Even before the first note begins, the album announces its cinematic ambitions. The cover artwork, showing the pianist running through the countryside, seen from behind, immediately evokes movement, memory, escape, perhaps even reinvention. It is difficult not to interpret the record as a conceptual work designed to be experienced as a continuous emotional journey rather than a collection of isolated songs.

Her voice carries traces of the atmosphere that once floated through The Umbrellas of Cherbourg. There is the same fragile melancholy, the same suspended elegance, the same impression that emotions are arriving slightly ahead of words. But beyond these echoes, listeners are invited into something far more organic and fluid, a musical form that resists traditional categorization.
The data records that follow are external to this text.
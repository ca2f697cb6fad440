//! Shared, immutable source text.
//!
//! A [`SourceBuffer`] is a reference-counted string. Cloning it is cheap and
//! every clone points at the same allocation, which is what lets a parent
//! scanner hand its buffer to child scanners without copying and compare
//! offsets across them.
//!
//! # Line Endings
//!
//! [`SourceBuffer::new`] keeps the text verbatim. [`SourceBuffer::normalized`]
//! rewrites `\r\n` and lone `\r` to `\n` first, for callers that want
//! line-oriented patterns (`$`, `^` in multi-line mode) to behave uniformly.

use std::borrow::Cow;
use std::ops::Range;
use std::sync::Arc;

use crate::Cursor;

/// `\r\n` and lone `\r` become `\n`. Borrows when there is nothing to rewrite.
pub fn normalize_newlines(src: &str) -> Cow<'_, str> {
    if src.contains('\r') {
        Cow::Owned(src.replace("\r\n", "\n").replace('\r', "\n"))
    } else {
        Cow::Borrowed(src)
    }
}

/// Immutable source text shared between a scanner and its children.
#[derive(Clone, Debug, PartialEq, Eq, Hash, Default)]
pub struct SourceBuffer {
    text: Arc<str>,
}

impl SourceBuffer {
    /// Create a buffer holding `source` exactly as given.
    pub fn new(source: &str) -> Self {
        SourceBuffer {
            text: Arc::from(source),
        }
    }

    /// Create a buffer with `\r\n` and `\r` rewritten to `\n`.
    pub fn normalized(source: &str) -> Self {
        Self::new(&normalize_newlines(source))
    }

    /// The full source text.
    #[inline]
    pub fn as_str(&self) -> &str {
        &self.text
    }

    /// Length of the source in bytes.
    #[inline]
    pub fn len(&self) -> usize {
        self.text.len()
    }

    /// Whether the source is empty.
    #[inline]
    pub fn is_empty(&self) -> bool {
        self.text.is_empty()
    }

    /// Substring for a byte range, clamped to the buffer.
    ///
    /// Returns `""` for ranges that are empty, reversed, or not on char
    /// boundaries.
    pub fn slice(&self, range: Range<usize>) -> &str {
        let end = range.end.min(self.text.len());
        let start = range.start.min(end);
        self.text.get(start..end).unwrap_or("")
    }

    /// Largest char boundary that is `<= pos`, clamped to the buffer length.
    pub fn floor_char_boundary(&self, pos: usize) -> usize {
        let mut pos = pos.min(self.text.len());
        while !self.text.is_char_boundary(pos) {
            pos -= 1;
        }
        pos
    }

    /// Whether two buffers share the same allocation.
    pub fn ptr_eq(&self, other: &SourceBuffer) -> bool {
        Arc::ptr_eq(&self.text, &other.text)
    }

    /// Create a cursor positioned at the start of this buffer.
    pub fn cursor(&self) -> Cursor {
        Cursor::new(self.clone())
    }
}

impl From<&str> for SourceBuffer {
    fn from(source: &str) -> Self {
        SourceBuffer::new(source)
    }
}

impl From<String> for SourceBuffer {
    fn from(source: String) -> Self {
        SourceBuffer {
            text: Arc::from(source),
        }
    }
}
At the heart of the project lies Granci’s desire to free herself from the conventional architecture of jazz. Rather than returning repeatedly to rigid thematic structures, the music evolves continuously, almost like a stream of consciousness unfolding in real time. Themes reappear, but altered, transformed by what came before them, much in the way memories shift shape as stories progress.

“ I wanted the music to feel as close as possible to a continuous composition, with very little repetition,” she explains. “ When ideas return, they come back transformed, like chapters in an unfolding story.”

The album’s title track, To Some Place New, embodies that philosophy perfectly. The piece begins in quiet introspection, nearly fragile in tone, before gradually opening toward something warmer and more hopeful. The transformation is subtle rather than dramatic. The music does not rush toward resolution. Instead, it reveals itself patiently, layer after layer, allowing emotion to accumulate naturally.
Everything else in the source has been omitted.